→ Supplied data
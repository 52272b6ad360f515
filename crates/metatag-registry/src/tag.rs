//! Tagging package versions and recording them in the registry.
//!
//! A tag is created (or moved) first; if the package is registered, the
//! registry entry is then written in its own transaction. When that fails the
//! tag is put back the way it was, so a tag never exists without its entry.

use std::collections::{BTreeMap, BTreeSet};
use std::path::Path;

use metatag_vcs::{ContentStore, Transaction};

use crate::error::{RegistryError, Result};
use crate::layout::Workspace;
use crate::metadata;
use crate::register::{requires_at, version_tags};
use crate::version::{check_new_version, Version, VersionSpec};
use crate::writer;

/// The outcome of tagging a version.
#[derive(Debug, Clone)]
pub struct TagOutcome {
    pub package: String,
    pub version: Version,
    pub commit: String,
    /// Rewritable versions get lightweight tags that may be moved later.
    pub rewritable: bool,
    /// Registry commit, `None` for unregistered packages or unchanged entries.
    pub registry_commit: Option<String>,
}

/// Tag `package` at `commit_ref` (default `HEAD`).
///
/// A selector is applied to the highest existing version that is an ancestor
/// of the commit, falling back to the highest version overall. Existing
/// versions are those in the registry for a registered package, otherwise
/// the package's own version tags. Unless `force` is set, the selected
/// version is then checked against them. Explicit versions are taken as
/// given; the registry entry still refuses to move an immutable pointer.
pub fn tag(
    ws: &Workspace,
    package: &str,
    spec: &VersionSpec,
    commit_ref: Option<&str>,
    force: bool,
) -> Result<TagOutcome> {
    let pkg_repo = ws.open_package(package)?;
    let registry = ws.open_registry()?;

    if registry.is_dirty(Some(package))? {
        return Err(RegistryError::DirtyWorkingTree {
            path: ws.registry_dir().join(package),
        });
    }
    if pkg_repo.is_dirty(None)? {
        return Err(RegistryError::DirtyWorkingTree {
            path: pkg_repo.work_dir().to_path_buf(),
        });
    }

    let reference = commit_ref.unwrap_or("HEAD");
    let commit = pkg_repo
        .resolve_ref(reference)?
        .ok_or_else(|| RegistryError::UnknownCommit {
            reference: reference.to_string(),
            path: pkg_repo.work_dir().to_path_buf(),
        })?;

    let registered = metadata::is_registered(ws.registry_dir(), package);
    let version = target_version(
        &pkg_repo,
        ws.registry_dir(),
        package,
        registered,
        spec,
        &commit,
        force,
    )?;

    let tag_name = version.tag_name();
    let previous = pkg_repo.resolve_ref(&format!("refs/tags/{tag_name}"))?;
    let rewritable = version.is_rewritable();
    pkg_repo
        .tag_create(
            &tag_name,
            &commit,
            &tag_message(package, &version, &commit),
            force || rewritable,
        )
        .map_err(|source| RegistryError::TagCreationError {
            tag: tag_name.clone(),
            source,
        })?;

    let registry_commit = if registered {
        match record(&registry, &pkg_repo, package, &version, &commit, force) {
            Ok(id) => id,
            Err(cause) => {
                return Err(rollback(
                    &pkg_repo,
                    package,
                    &version,
                    previous.as_deref(),
                    cause,
                ))
            }
        }
    } else {
        None
    };

    Ok(TagOutcome {
        package: package.to_string(),
        version,
        commit,
        rewritable,
        registry_commit,
    })
}

/// Annotation for immutable tags; rewritable tags stay lightweight.
fn tag_message(package: &str, version: &Version, commit: &str) -> String {
    if version.is_rewritable() {
        return String::new();
    }
    let short = commit.get(..10).unwrap_or(commit);
    format!("{package} v{version} [{short}]")
}

fn target_version<S: ContentStore + ?Sized>(
    pkg_repo: &S,
    registry_dir: &Path,
    package: &str,
    registered: bool,
    spec: &VersionSpec,
    commit: &str,
    force: bool,
) -> Result<Version> {
    let selector = match spec {
        VersionSpec::Exact(version) => return Ok(version.clone()),
        VersionSpec::Select(selector) => selector,
    };

    let existing: BTreeMap<Version, String> = if registered {
        metadata::available_for(registry_dir, package)?
            .into_iter()
            .map(|(version, avail)| (version, avail.pointer))
            .collect()
    } else {
        version_tags(pkg_repo, package)?
    };

    let mut ancestors = Vec::new();
    for (version, pointer) in &existing {
        if pkg_repo.is_commit(pointer)? && pkg_repo.is_ancestor(pointer, commit)? {
            ancestors.push(version);
        }
    }
    let zero = Version::ZERO;
    let base = ancestors
        .last()
        .copied()
        .or_else(|| existing.keys().next_back())
        .unwrap_or(&zero);
    let version = selector.next(base)?;
    if force {
        return Ok(version);
    }

    let mut versions: BTreeSet<Version> = existing.into_keys().collect();
    if version.is_rewritable() {
        versions.remove(&version);
    }
    check_new_version(&versions, &version)?;
    Ok(version)
}

/// Write the registry entry for a freshly created tag and commit it.
fn record<R, P>(
    registry: &R,
    pkg_repo: &P,
    package: &str,
    version: &Version,
    commit: &str,
    force: bool,
) -> Result<Option<String>>
where
    R: ContentStore + ?Sized,
    P: ContentStore + ?Sized,
{
    let requires = requires_at(pkg_repo, commit)?;
    let mut tx = Transaction::begin(registry);
    writer::write_entry(&mut tx, package, version, commit, &requires, force)?;
    Ok(tx.commit(&format!("Tag {package} v{version}"))?)
}

/// Undo a tag after `cause` aborted the registry update: restore the tag's
/// previous target, or delete it if it did not exist before.
fn rollback<S: ContentStore + ?Sized>(
    pkg_repo: &S,
    package: &str,
    version: &Version,
    previous: Option<&str>,
    cause: RegistryError,
) -> RegistryError {
    let tag_name = version.tag_name();
    let undone = match previous {
        Some(prev) => pkg_repo.tag_create(&tag_name, prev, &tag_message(package, version, prev), true),
        None => pkg_repo.tag_delete(&tag_name),
    };
    match undone {
        Ok(()) => cause,
        Err(source) => RegistryError::TagRollbackFailed {
            tag: tag_name,
            cause: Box::new(cause),
            source,
        },
    }
}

→ Prompt
Copy out each record above exactly, leaving nothing out.

→ Reply
repository 52272b6ad360f515
filename crates/metatag-registry/src/tag.rs
//! Tagging package versions and recording them in the registry.
//!
//! A tag is created (or moved) first; if the package is registered, the
//! registry entry is then written in its own transaction. When that fails the
//! tag is put back the way it was, so a tag never exists without its entry.

use std::collections::{BTreeMap, BTreeSet};
use std::path::Path;

use metatag_vcs::{ContentStore, Transaction};

use crate::error::{RegistryError, Result};
use crate::layout::Workspace;
use crate::metadata;
use crate::register::{requires_at, version_tags};
use crate::version::{check_new_version, Version, VersionSpec};
use crate::writer;

/// The outcome of tagging a version.
#[derive(Debug, Clone)]
pub struct TagOutcome {
    pub package: String,
    pub version: Version,
    pub commit: String,
    /// Rewritable versions get lightweight tags that may be moved later.
    pub rewritable: bool,
    /// Registry commit, `None` for unregistered packages or unchanged entries.
    pub registry_commit: Option<String>,
}

/// Tag `package` at `commit_ref` (default `HEAD`).
///
/// A selector is applied to the highest existing version that is an ancestor
/// of the commit, falling back to the highest version overall. Existing
/// versions are those in the registry for a registered package, otherwise
/// the package's own version tags. Unless `force` is set, the selected
/// version is then checked against them. Explicit versions are taken as
/// given; the registry entry still refuses to move an immutable pointer.
pub fn tag(
    ws: &Workspace,
    package: &str,
    spec: &VersionSpec,
    commit_ref: Option<&str>,
    force: bool,
) -> Result<TagOutcome> {
    let pkg_repo = ws.open_package(package)?;
    let registry = ws.open_registry()?;

    if registry.is_dirty(Some(package))? {
        return Err(RegistryError::DirtyWorkingTree {
            path: ws.registry_dir().join(package),
        });
    }
    if pkg_repo.is_dirty(None)? {
        return Err(RegistryError::DirtyWorkingTree {
            path: pkg_repo.work_dir().to_path_buf(),
        });
    }

    let reference = commit_ref.unwrap_or("HEAD");
    let commit = pkg_repo
        .resolve_ref(reference)?
        .ok_or_else(|| RegistryError::UnknownCommit {
            reference: reference.to_string(),
            path: pkg_repo.work_dir().to_path_buf(),
        })?;

    let registered = metadata::is_registered(ws.registry_dir(), package);
    let version = target_version(
        &pkg_repo,
        ws.registry_dir(),
        package,
        registered,
        spec,
        &commit,
        force,
    )?;

    let tag_name = version.tag_name();
    let previous = pkg_repo.resolve_ref(&format!("refs/tags/{tag_name}"))?;
    let rewritable = version.is_rewritable();
    pkg_repo
        .tag_create(
            &tag_name,
            &commit,
            &tag_message(package, &version, &commit),
            force || rewritable,
        )
        .map_err(|source| RegistryError::TagCreationError {
            tag: tag_name.clone(),
            source,
        })?;

    let registry_commit = if registered {
        match record(&registry, &pkg_repo, package, &version, &commit, force) {
            Ok(id) => id,
            Err(cause) => {
                return Err(rollback(
                    &pkg_repo,
                    package,
                    &version,
                    previous.as_deref(),
                    cause,
                ))
            }
        }
    } else {
        None
    };

    Ok(TagOutcome {
        package: package.to_string(),
        version,
        commit,
        rewritable,
        registry_commit,
    })
}

/// Annotation for immutable tags; rewritable tags stay lightweight.
fn tag_message(package: &str, version: &Version, commit: &str) -> String {
    if version.is_rewritable() {
        return String::new();
    }
    let short = commit.get(..10).unwrap_or(commit);
    format!("{package} v{version} [{short}]")
}

fn target_version<S: ContentStore + ?Sized>(
    pkg_repo: &S,
    registry_dir: &Path,
    package: &str,
    registered: bool,
    spec: &VersionSpec,
    commit: &str,
    force: bool,
) -> Result<Version> {
    let selector = match spec {
        VersionSpec::Exact(version) => return Ok(version.clone()),
        VersionSpec::Select(selector) => selector,
    };

    let existing: BTreeMap<Version, String> = if registered {
        metadata::available_for(registry_dir, package)?
            .into_iter()
            .map(|(version, avail)| (version, avail.pointer))
            .collect()
    } else {
        version_tags(pkg_repo, package)?
    };

    let mut ancestors = Vec::new();
    for (version, pointer) in &existing {
        if pkg_repo.is_commit(pointer)? && pkg_repo.is_ancestor(pointer, commit)? {
            ancestors.push(version);
        }
    }
    let zero = Version::ZERO;
    let base = ancestors
        .last()
        .copied()
        .or_else(|| existing.keys().next_back())
        .unwrap_or(&zero);
    let version = selector.next(base)?;
    if force {
        return Ok(version);
    }

    let mut versions: BTreeSet<Version> = existing.into_keys().collect();
    if version.is_rewritable() {
        versions.remove(&version);
    }
    check_new_version(&versions, &version)?;
    Ok(version)
}

/// Write the registry entry for a freshly created tag and commit it.
fn record<R, P>(
    registry: &R,
    pkg_repo: &P,
    package: &str,
    version: &Version,
    commit: &str,
    force: bool,
) -> Result<Option<String>>
where
    R: ContentStore + ?Sized,
    P: ContentStore + ?Sized,
{
    let requires = requires_at(pkg_repo, commit)?;
    let mut tx = Transaction::begin(registry);
    writer::write_entry(&mut tx, package, version, commit, &requires, force)?;
    Ok(tx.commit(&format!("Tag {package} v{version}"))?)
}

/// Undo a tag after `cause` aborted the registry update: restore the tag's
/// previous target, or delete it if it did not exist before.
fn rollback<S: ContentStore + ?Sized>(
    pkg_repo: &S,
    package: &str,
    version: &Version,
    previous: Option<&str>,
    cause: RegistryError,
) -> RegistryError {
    let tag_name = version.tag_name();
    let undone = match previous {
        Some(prev) => pkg_repo.tag_create(&tag_name, prev, &tag_message(package, version, prev), true),
        None => pkg_repo.tag_delete(&tag_name),
    };
    match undone {
        Ok(()) => cause,
        Err(source) => RegistryError::TagRollbackFailed {
            tag: tag_name,
            cause: Box::new(cause),
            source,
        },
    }
}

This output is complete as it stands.